Segment Open

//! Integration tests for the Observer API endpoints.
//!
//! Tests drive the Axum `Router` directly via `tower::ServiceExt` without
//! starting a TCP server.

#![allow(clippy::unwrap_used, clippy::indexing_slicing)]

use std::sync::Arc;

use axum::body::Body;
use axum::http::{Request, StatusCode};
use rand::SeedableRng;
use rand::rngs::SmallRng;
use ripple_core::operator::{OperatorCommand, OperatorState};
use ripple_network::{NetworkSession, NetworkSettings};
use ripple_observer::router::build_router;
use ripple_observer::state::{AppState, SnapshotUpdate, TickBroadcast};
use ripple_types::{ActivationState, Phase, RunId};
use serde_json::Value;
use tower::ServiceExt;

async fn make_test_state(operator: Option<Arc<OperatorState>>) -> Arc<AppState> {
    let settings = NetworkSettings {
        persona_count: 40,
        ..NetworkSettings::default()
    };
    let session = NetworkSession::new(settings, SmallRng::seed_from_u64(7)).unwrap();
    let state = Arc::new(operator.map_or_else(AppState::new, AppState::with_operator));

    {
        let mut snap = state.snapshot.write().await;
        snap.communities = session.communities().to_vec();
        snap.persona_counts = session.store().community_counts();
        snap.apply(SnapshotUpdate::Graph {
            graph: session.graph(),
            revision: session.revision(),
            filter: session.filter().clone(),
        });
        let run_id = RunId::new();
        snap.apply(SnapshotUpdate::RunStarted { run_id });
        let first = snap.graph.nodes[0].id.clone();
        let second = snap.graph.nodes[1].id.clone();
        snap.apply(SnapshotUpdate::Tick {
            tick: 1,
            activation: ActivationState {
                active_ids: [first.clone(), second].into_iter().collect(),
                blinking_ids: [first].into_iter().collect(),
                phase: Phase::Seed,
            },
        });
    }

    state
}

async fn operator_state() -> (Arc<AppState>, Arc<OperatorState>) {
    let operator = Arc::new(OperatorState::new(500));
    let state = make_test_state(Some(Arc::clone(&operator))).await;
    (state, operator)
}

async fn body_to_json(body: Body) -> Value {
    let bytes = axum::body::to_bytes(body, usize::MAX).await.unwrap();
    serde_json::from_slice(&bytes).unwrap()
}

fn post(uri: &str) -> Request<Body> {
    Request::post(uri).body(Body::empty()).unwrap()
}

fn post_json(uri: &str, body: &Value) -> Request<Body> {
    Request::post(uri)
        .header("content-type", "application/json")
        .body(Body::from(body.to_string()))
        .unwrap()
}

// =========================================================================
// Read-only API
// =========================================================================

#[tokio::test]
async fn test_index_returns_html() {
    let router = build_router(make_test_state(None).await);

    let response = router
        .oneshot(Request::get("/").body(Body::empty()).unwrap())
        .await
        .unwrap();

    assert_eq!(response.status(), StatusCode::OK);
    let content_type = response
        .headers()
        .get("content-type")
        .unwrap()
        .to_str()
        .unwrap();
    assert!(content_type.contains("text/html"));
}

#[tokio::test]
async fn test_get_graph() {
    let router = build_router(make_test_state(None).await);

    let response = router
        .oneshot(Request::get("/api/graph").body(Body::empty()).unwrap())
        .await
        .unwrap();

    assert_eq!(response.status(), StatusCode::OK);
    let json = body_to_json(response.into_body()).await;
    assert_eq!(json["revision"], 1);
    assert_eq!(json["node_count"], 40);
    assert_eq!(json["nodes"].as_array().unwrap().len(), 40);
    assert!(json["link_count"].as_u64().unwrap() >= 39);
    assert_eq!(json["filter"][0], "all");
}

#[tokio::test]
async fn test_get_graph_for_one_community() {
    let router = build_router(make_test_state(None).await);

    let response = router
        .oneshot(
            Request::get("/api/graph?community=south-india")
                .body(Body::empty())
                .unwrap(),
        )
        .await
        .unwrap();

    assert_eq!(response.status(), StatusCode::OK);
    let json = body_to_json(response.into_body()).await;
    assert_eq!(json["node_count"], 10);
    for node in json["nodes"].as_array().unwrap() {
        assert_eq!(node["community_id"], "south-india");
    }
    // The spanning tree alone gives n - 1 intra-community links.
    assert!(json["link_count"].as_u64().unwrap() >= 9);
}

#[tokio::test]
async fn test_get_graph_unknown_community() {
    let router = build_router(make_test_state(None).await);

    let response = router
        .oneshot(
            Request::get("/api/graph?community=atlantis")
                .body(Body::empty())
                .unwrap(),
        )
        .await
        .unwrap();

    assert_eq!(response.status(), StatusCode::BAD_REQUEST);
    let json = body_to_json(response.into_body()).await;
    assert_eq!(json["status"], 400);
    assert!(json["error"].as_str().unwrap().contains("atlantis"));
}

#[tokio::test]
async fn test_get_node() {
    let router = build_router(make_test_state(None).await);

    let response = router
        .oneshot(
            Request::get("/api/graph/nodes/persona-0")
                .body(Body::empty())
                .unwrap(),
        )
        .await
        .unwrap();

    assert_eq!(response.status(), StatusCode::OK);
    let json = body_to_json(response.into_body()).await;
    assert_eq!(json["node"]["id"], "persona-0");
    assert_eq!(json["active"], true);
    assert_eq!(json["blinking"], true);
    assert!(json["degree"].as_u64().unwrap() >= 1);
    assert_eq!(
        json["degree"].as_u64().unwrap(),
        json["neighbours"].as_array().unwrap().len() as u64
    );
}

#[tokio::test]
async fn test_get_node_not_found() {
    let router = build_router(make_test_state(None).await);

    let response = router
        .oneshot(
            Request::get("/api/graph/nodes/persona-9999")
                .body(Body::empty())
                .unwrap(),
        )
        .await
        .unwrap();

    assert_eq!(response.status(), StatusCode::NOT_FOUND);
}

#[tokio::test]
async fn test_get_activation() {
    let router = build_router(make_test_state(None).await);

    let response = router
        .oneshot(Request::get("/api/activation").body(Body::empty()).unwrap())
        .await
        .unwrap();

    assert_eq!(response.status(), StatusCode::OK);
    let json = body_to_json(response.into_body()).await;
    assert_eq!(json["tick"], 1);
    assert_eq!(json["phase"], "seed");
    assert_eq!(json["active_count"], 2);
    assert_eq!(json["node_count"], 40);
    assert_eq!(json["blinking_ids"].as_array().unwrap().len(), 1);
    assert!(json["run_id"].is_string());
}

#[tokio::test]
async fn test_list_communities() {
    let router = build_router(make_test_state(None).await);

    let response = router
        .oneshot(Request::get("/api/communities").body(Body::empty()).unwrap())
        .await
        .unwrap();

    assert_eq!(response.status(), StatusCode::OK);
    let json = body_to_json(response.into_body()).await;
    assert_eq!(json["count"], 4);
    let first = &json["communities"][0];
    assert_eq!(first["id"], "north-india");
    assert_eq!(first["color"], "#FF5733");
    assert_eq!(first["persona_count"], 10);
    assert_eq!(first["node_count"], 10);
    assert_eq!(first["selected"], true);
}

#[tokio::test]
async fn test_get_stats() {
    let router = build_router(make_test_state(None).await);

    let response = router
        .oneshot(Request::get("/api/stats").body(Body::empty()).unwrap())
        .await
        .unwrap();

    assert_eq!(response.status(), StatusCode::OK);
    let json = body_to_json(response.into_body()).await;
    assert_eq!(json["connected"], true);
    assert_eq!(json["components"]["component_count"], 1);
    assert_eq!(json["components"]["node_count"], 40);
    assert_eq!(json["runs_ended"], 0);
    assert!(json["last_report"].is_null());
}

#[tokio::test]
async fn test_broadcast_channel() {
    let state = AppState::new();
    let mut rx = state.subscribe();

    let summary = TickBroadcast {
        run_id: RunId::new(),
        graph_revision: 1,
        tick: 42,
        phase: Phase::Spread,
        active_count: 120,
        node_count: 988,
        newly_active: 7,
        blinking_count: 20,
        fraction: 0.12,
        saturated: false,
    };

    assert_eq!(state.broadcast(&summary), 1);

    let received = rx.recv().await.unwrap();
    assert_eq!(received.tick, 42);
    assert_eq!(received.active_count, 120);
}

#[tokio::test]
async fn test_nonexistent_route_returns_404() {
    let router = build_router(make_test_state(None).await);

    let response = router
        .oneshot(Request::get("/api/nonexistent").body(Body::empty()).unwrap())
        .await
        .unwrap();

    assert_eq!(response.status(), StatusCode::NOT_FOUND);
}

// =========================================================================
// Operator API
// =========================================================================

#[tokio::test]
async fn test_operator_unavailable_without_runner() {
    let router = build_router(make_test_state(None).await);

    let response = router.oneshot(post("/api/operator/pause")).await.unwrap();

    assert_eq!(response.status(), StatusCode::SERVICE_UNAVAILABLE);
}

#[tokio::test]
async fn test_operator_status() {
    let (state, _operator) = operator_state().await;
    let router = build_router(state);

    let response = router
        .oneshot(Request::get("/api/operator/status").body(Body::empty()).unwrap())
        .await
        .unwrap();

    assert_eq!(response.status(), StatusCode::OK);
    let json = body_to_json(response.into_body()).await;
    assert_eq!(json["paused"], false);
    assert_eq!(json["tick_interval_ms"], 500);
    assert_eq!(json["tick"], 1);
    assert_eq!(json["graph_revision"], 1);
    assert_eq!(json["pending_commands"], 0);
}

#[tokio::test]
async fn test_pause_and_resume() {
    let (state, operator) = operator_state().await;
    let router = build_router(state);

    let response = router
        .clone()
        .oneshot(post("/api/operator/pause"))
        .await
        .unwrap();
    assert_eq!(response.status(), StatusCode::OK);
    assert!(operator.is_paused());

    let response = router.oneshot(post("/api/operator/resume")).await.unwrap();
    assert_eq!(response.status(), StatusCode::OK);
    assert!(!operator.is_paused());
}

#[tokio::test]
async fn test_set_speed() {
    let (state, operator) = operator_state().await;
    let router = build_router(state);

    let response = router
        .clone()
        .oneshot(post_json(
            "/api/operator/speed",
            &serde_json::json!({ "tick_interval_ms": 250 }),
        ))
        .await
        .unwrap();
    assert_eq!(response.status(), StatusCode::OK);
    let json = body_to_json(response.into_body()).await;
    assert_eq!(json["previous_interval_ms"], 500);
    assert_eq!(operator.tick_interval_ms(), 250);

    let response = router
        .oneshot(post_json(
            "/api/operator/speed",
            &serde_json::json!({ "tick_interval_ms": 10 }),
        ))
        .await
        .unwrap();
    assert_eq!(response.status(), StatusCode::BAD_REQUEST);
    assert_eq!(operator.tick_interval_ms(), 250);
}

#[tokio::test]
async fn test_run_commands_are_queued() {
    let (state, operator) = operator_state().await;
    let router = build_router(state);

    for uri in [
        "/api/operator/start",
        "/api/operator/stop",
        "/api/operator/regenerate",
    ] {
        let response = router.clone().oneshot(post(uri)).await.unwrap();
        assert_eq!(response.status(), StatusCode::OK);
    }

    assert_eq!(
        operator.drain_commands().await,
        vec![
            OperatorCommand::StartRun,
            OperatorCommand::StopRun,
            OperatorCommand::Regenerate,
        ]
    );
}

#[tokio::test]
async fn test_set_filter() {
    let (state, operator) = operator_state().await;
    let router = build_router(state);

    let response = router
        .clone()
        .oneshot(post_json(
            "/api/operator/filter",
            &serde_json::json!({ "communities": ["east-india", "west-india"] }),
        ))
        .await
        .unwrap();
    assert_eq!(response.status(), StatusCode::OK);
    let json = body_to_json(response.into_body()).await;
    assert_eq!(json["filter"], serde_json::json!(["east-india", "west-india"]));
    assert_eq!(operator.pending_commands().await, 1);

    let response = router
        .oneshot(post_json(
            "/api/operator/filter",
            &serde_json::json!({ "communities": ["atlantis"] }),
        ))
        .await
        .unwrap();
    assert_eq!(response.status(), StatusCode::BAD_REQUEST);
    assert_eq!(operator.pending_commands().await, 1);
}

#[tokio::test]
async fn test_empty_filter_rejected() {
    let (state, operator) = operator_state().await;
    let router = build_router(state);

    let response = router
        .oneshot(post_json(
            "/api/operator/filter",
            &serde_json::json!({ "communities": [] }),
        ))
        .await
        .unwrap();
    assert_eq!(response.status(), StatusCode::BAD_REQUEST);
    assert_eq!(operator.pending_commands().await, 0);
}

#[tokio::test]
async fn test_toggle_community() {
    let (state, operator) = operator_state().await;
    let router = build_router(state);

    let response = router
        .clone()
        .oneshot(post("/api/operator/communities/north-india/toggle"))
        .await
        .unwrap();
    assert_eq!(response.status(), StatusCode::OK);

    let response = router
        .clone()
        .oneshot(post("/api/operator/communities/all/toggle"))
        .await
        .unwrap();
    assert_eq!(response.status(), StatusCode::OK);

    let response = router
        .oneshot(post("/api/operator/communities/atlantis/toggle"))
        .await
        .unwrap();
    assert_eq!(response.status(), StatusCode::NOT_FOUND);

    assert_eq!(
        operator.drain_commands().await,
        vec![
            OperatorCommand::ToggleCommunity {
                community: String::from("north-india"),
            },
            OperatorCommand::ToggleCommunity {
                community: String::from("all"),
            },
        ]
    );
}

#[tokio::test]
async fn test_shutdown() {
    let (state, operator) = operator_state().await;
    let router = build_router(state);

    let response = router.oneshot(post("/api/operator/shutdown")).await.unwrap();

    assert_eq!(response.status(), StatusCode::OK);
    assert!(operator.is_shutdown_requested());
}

Segment Closed

• **Your assignment**
Write out exactly, please, the lines beginning at the start of the material and ending with the line that holds "use ripple_observer::router::build_router;", both included.

• **Answer area**
//! Integration tests for the Observer API endpoints.
//!
//! Tests drive the Axum `Router` directly via `tower::ServiceExt` without
//! starting a TCP server.

#![allow(clippy::unwrap_used, clippy::indexing_slicing)]

use std::sync::Arc;

use axum::body::Body;
use axum::http::{Request, StatusCode};
use rand::SeedableRng;
use rand::rngs::SmallRng;
use ripple_core::operator::{OperatorCommand, OperatorState};
use ripple_network::{NetworkSession, NetworkSettings};
use ripple_observer::router::build_router;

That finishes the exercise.